Генрих сгружает коробку на свой стол, поворачивается к столу суккуба.
— Коллинз, — от его резкого тона Винсент напуганно вздрагивает, глядит на Генриха исподлобья.
— Мне тебе подробно рассказывать, что с тобой будет, если ты обидишь её, или у тебя своя фантазия богатая? — вкрадчиво улыбается Генрих. Никаких пояснений. По лицу этого трусливого таракана видно, что он в курсе и о ком Генрих говорит, и о мотивах этого разговора. Не будь с утра экзорцизма, Коллинз уже бы поймал по морде, но экзорцизм был, кулаки при себе сдержать легче.
— Не надо рассказывать, — тихо отзывается Винсент и снова прячет взгляд.
— Сладкий, — успокаивающе щебечет Анна, — не наседай. Мы же тут все на испытательном сроке, не только ты.
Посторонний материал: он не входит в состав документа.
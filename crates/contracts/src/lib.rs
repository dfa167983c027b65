//! # Contracts
//!
//! Frozen interface contracts shared by every crate in the workspace: motor
//! events, clock-offset and health types, collaborator traits (haptic
//! driver, transport, pattern source) and configuration.
//! Business crates depend on this crate only, never the other way round.
//!
//! ## Time Model
//! - Every timestamp is a `u64` count of microseconds since an arbitrary
//!   monotonic epoch local to the device that produced it
//! - Remote timestamps are converted with the current [`ClockOffset`]
//!   (`local = remote + offset`) before they are scheduled

mod clock;
mod config;
mod error;
mod event;
mod hardware;
mod health;
mod latency;

pub use clock::*;
pub use config::*;
pub use error::*;
pub use event::*;
pub use hardware::*;
pub use health::ConnectionHealth;
pub use latency::*;
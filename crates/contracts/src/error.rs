//! Layered error definitions
//!
//! Categorized by source: config / hardware / transport / capacity / protocol

use thiserror::Error;

/// Unified error type
#[derive(Debug, Error)]
pub enum ContractError {
    // ===== Configuration Errors =====
    /// Configuration parse error
    #[error("config parse error: {message}")]
    ConfigParse {
        message: String,
        #[source]
        source: Option<Box<dyn std::error::Error + Send + Sync>>,
    },

    /// Configuration validation error
    #[error("config validation error at '{field}': {message}")]
    ConfigValidation { field: String, message: String },

    // ===== Runtime Errors =====
    /// Haptic driver failure
    #[error(transparent)]
    Hardware(#[from] HwError),

    /// Radio link failure
    #[error(transparent)]
    Transport(#[from] TransportError),

    /// Bounded queue rejected an item
    #[error(transparent)]
    Capacity(#[from] CapacityError),

    /// Malformed wire message
    #[error(transparent)]
    Protocol(#[from] ProtocolError),

    // ===== General Errors =====
    /// IO error
    #[error("io error: {0}")]
    Io(#[from] std::io::Error),

    /// Other error
    #[error("{0}")]
    Other(String),
}

impl ContractError {
    /// Create configuration parse error
    pub fn config_parse(message: impl Into<String>) -> Self {
        Self::ConfigParse {
            message: message.into(),
            source: None,
        }
    }

    /// Create configuration validation error
    pub fn config_validation(field: impl Into<String>, message: impl Into<String>) -> Self {
        Self::ConfigValidation {
            field: field.into(),
            message: message.into(),
        }
    }
}

/// Haptic driver errors
#[derive(Debug, Clone, PartialEq, Eq, Error)]
pub enum HwError {
    /// Finger index outside the driver's actuator range
    #[error("finger {finger} out of range (max {max})")]
    InvalidFinger { finger: u8, max: u8 },

    /// Bus / device level failure
    #[error("haptic driver error on finger {finger}: {message}")]
    Device { finger: u8, message: String },
}

impl HwError {
    /// Create device error
    pub fn device(finger: u8, message: impl Into<String>) -> Self {
        Self::Device {
            finger,
            message: message.into(),
        }
    }
}

/// Transport errors
#[derive(Debug, Clone, PartialEq, Eq, Error)]
pub enum TransportError {
    /// Peer is not connected / link shut down
    #[error("link '{link}' is closed")]
    Closed { link: String },

    /// Message exceeds the link's practical payload size
    #[error("payload of {len} bytes exceeds link limit of {max} bytes")]
    PayloadTooLarge { len: usize, max: usize },

    /// Outbound queue is full
    #[error("link '{link}' send queue full")]
    QueueFull { link: String },
}

impl TransportError {
    /// Create closed-link error
    pub fn closed(link: impl Into<String>) -> Self {
        Self::Closed { link: link.into() }
    }

    /// Create queue-full error
    pub fn queue_full(link: impl Into<String>) -> Self {
        Self::QueueFull { link: link.into() }
    }
}

/// Returned by every bounded container when it cannot take another item
#[derive(Debug, Clone, Copy, PartialEq, Eq, Error)]
#[error("capacity of {capacity} exhausted")]
pub struct CapacityError {
    pub capacity: usize,
}

impl CapacityError {
    pub fn full(capacity: usize) -> Self {
        Self { capacity }
    }
}

/// Wire protocol errors
#[derive(Debug, Clone, PartialEq, Eq, Error)]
pub enum ProtocolError {
    /// Unknown message prefix
    #[error("unknown message type: '{0}'")]
    UnknownKind(String),

    /// A field failed to parse or was missing
    #[error("malformed {kind} message: {message}")]
    Malformed { kind: &'static str, message: String },

    /// Declared event count does not match the event blocks
    #[error("macrocycle declares {declared} events but carries {actual}")]
    CountMismatch { declared: usize, actual: usize },

    /// Macrocycle carries more events than allowed
    #[error("macrocycle carries {count} events (max {max})")]
    TooManyEvents { count: usize, max: usize },

    /// Message is not valid ASCII/UTF-8
    #[error("message is not valid text")]
    NotText,

    /// Accumulated bytes exceeded the framer limit without a terminator
    #[error("frame exceeded {max} bytes without terminator")]
    FrameOverflow { max: usize },
}

impl ProtocolError {
    /// Create malformed-message error
    pub fn malformed(kind: &'static str, message: impl Into<String>) -> Self {
        Self::Malformed {
            kind,
            message: message.into(),
        }
    }
}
— Не лезь, женщина, — Генрих бросает на суккубу резкий взгляд, и та изображает на своем лице панику, а затем хихикает, прикрывая лицо серой папкой из плотного картона. Губы сами складываются в легкую усмешку.
Да уж, действительно, можно и наседать, прошлое стоит оставить в прошлом. У Генриха побольше грехов, чем у того же Коллиза, даже если судить по смертной жизни, а сколько душ отравлено уже в бытность демоном? Отравлено, высосано, растерзано на мелкие клочья. Но здесь сейчас, когда позади стоит распятие, на которое ты можешь вернуться любой момент, они все равны — и Генрих, и Анна, и Винсент. И у каждого есть в прошлом свои ключи, свои ошибки, все то, что может потянуть обратно, все то, что может вернуть их на Поле Распятий. Вот только пусть оно и останется в прошлом.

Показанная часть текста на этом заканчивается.